The Road to Dien Bien Phu: A History of the First War for Vietnam by Christopher Goscha. Princeton University Press, 2022.

According to this journalist, Hồ Chí Minh compared the French regime, with its vastly superior military power and resources, to an elephant which would slowly be harassed and defeated by the tiger of Vietnamese patriotic guerrilla fighters who dare not face the elephant in open combat but would rather take small bites out from behind before retreating into the forest. A nice analogy, but one that was inaccurate by 1954, when the Vietnamese communist-led army had become an ‘elephant’ in its own right and ended the war by winning an epic pitched battle against French troops and entrenched camps at Điện Biên Phủ. So the real question is: how did the tiger grow into an elephant? Goscha immediately discounts overly simplistic explanations of Vietnamese nationalism as the only crucial factor; rather, we must look at the processes of communist state formation, which harnessed this nationalism and enabled the ousting of the French in a forceful way unlike any other anticolonial movement in the 20th century.

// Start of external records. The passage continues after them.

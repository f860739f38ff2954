//! CSV rows for the downloadable mismatch table.

use crate::events::ValidationMismatch;
use thiserror::Error;

/// Column headers for the downloadable mismatch table.
pub const CSV_HEADERS: &[&str] = &[
    "DirectoryID",
    "ExternalID",
    "Email",
    "MismatchType",
    "SourceValue",
    "TargetValue",
    "Timestamp",
    "Details",
];

/// CSV rendering failure. Not expected with well-formed rows; surfaced so
/// a bad row is skipped rather than corrupting the artifact.
#[derive(Debug, Error)]
#[error("Failed to render CSV row: {0}")]
pub struct ReportError(String);

/// Generate the CSV header row.
#[must_use]
pub fn header_row() -> String {
    CSV_HEADERS.join(",")
}

/// Render one mismatch as a CSV row (no trailing newline), with standard
/// quoting for fields containing the delimiter, quotes, or newlines.
pub fn format_row(mismatch: &ValidationMismatch) -> Result<String, ReportError> {
    let mut writer = csv::Writer::from_writer(Vec::new());
    writer
        .write_record([
            mismatch.directory_record_id.as_str(),
            mismatch.external_id.as_str(),
            mismatch.email.as_str(),
            mismatch.mismatch_type.as_str(),
            mismatch.source_value.as_str(),
            mismatch.target_value.as_str(),
            &mismatch.timestamp.to_rfc3339(),
            mismatch.details.as_str(),
        ])
        .map_err(|e| ReportError(e.to_string()))?;

    let bytes = writer
        .into_inner()
        .map_err(|e| ReportError(e.to_string()))?;

    String::from_utf8(bytes)
        .map(|s| s.trim_end().to_string()) // Remove trailing newline
        .map_err(|e| ReportError(e.to_string()))
}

Goscha is quick to emphasise that the most significant event of the First Indochina War was not the battle of Điện Biên Phủ itself, which is only covered in the final chapter, but rather the remarkable rise of the Vietnamese communist state within the difficult conditions of protracted civil war. This leads Goscha to focus on the mundane (but crucially important) aspects of state-building such as telecommunications, transport, civil service bureaucracy, police and security services, administration of a war economy and clandestine commercial networks, propaganda campaigns and so on. Together, he maintains, “these things made up the nervous system that connected, supplied, and accorded operational coherence to what was… a highly fragmented and rudimentary state of war.” (p9)

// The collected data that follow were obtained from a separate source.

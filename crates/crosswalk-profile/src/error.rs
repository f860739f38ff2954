//! Error types for the profile store client.

use thiserror::Error;

/// Errors produced by profile store lookups.
#[derive(Debug, Error)]
pub enum ProfileError {
    /// Transport-level failure talking to the profile store.
    #[error("HTTP error: {0}")]
    Http(#[from] reqwest::Error),

    /// The profile store reported an API-level error for a search call.
    #[error("Profile store error {code}: {message}")]
    Api { code: i64, message: String },

    /// The response body could not be parsed.
    #[error("Failed to parse profile store response: {0}")]
    Parse(String),

    /// Client construction or configuration problem.
    #[error("Invalid configuration: {0}")]
    InvalidConfig(String),
}

/// Convenience alias used across this crate.
pub type ProfileResult<T> = Result<T, ProfileError>;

A key theme running throughout the book is this fragmentation and messiness, which hindered and frustrated the aspiring communist state-builders. One useful analogy Goscha employs is the idea of French and communist spheres of influence during the civil war as two ‘archipelago states’ co-existing within the territory of Vietnam. Both states claimed national sovereignty, but had different spheres of influence on the ground: French forces controlling the key cities, ports and border outposts, which looked somewhat like ‘urban islands’ surrounded by communist-held rural areas. These two archipelago states were continually expanding and contracting, with conflict being most intense where the two rubbed up against each other. Within these dangerous internal ‘borderlands’, French and communist forces not only competed militarily but also strove to recruit civil servant defectors from the other side and secure rice production within the opposing state’s sphere of influence.

This leads on to another of the book’s core themes: the need for Vietnamese communists to compromise on ideology and work with a wide array of non-communist actors.

Especially in the early days, Hồ Chí Minh and his comrades knew their fragile position as but one of many Vietnamese decolonial movements and attempted all sorts of political and bureaucratic manoeuvres to co-opt and recruit non-communists to their cause, knowing they needed all the help they could get. This includes creating a multi-party ‘democratic republic’ (albeit with communists at the helm), appeasing Chiang Kai-shek’s Chinese republicans, working with black market traders to leach off the colonial state for desperately needed resources such as medications, and encouraging sympathetic rich landlords to contribute to the revolution. After the Chinese communist party took power in 1950 and started supplying weapons into Vietnam, communist power gradually increased until the point when the Party could mercilessly dispense of their non-communist allies. Nevertheless, right to the end of the war, Hồ Chí Minh was aware of their delicate position and the need to tread carefully with ideological imperatives in order to retain the support of the general population.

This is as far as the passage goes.